Exercise prompt -
Within the listing below, tally the lines where the word "else" appears, and answer with nothing but the tally.

Provided material -

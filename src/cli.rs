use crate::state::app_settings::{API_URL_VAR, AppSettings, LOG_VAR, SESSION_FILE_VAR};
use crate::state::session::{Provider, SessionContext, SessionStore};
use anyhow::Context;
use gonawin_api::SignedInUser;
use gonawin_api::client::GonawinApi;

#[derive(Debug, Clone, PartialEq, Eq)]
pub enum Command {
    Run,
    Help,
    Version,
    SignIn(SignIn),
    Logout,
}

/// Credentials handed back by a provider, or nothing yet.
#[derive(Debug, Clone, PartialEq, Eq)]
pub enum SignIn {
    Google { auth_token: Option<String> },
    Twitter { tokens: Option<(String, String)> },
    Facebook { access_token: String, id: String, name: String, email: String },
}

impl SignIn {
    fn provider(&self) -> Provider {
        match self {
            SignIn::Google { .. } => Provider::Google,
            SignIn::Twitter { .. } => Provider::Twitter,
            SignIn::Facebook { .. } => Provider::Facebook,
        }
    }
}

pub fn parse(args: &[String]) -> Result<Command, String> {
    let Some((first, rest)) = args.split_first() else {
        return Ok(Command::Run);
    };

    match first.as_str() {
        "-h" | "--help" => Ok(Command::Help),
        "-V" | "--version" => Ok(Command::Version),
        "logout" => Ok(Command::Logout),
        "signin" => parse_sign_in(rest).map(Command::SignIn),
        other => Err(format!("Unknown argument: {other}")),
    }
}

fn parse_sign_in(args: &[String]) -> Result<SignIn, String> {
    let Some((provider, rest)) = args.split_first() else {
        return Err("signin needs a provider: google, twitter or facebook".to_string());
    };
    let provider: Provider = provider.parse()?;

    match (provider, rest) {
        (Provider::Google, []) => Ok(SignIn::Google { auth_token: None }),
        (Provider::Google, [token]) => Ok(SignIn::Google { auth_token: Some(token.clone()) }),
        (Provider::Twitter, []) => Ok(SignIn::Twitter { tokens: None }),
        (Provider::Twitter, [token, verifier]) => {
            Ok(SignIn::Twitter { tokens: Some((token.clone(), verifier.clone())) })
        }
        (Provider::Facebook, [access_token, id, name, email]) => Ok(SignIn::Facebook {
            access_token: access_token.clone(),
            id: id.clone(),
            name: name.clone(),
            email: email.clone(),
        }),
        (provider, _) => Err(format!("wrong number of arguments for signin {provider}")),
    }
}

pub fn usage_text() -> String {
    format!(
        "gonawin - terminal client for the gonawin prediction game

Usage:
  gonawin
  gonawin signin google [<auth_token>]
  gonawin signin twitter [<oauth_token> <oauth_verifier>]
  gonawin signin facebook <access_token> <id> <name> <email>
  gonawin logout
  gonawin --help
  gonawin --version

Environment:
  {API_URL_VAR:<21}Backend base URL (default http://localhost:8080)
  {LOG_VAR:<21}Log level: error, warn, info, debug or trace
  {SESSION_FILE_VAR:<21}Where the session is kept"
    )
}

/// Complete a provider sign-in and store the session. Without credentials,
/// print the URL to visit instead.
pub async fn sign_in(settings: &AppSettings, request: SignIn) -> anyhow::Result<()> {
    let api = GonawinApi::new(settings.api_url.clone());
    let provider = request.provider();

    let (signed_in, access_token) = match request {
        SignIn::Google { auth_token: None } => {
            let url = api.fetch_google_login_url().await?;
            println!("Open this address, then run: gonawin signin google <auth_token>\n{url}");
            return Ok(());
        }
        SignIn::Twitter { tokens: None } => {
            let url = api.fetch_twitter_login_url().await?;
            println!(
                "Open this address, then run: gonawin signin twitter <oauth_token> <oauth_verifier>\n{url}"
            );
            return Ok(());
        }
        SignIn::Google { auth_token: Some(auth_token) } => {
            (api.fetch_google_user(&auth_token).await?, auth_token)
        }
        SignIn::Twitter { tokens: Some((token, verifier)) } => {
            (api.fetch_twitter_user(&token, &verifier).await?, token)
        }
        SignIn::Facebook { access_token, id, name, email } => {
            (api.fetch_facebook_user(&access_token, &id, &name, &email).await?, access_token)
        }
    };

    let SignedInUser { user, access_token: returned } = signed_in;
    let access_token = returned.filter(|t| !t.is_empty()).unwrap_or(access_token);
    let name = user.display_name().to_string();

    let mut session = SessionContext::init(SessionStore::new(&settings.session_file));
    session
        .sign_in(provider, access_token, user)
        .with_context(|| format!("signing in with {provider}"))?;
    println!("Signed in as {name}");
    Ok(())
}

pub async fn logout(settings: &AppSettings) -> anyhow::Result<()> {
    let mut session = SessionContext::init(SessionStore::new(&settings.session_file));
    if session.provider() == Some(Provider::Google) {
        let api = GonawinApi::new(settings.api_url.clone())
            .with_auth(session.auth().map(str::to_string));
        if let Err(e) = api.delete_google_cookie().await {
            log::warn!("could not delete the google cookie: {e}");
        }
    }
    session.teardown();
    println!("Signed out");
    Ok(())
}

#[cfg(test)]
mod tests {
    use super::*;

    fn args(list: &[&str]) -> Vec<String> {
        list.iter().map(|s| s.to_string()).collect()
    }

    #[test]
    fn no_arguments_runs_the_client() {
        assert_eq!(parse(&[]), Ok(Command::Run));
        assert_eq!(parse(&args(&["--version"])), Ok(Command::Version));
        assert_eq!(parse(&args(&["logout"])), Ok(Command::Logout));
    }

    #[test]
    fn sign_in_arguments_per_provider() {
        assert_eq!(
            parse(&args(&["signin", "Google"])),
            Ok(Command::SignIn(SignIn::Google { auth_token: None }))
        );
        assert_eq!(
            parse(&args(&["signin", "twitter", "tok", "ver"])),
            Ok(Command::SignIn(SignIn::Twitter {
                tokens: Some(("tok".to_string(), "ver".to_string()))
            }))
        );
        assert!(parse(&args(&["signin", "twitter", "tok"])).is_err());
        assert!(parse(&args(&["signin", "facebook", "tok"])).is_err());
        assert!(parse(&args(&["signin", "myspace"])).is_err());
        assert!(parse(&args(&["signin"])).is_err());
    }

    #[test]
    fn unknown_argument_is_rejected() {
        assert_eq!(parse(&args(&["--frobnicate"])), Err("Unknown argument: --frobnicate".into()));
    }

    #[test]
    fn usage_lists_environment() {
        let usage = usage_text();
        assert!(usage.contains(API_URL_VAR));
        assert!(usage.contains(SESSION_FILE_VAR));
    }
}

Task answer -
2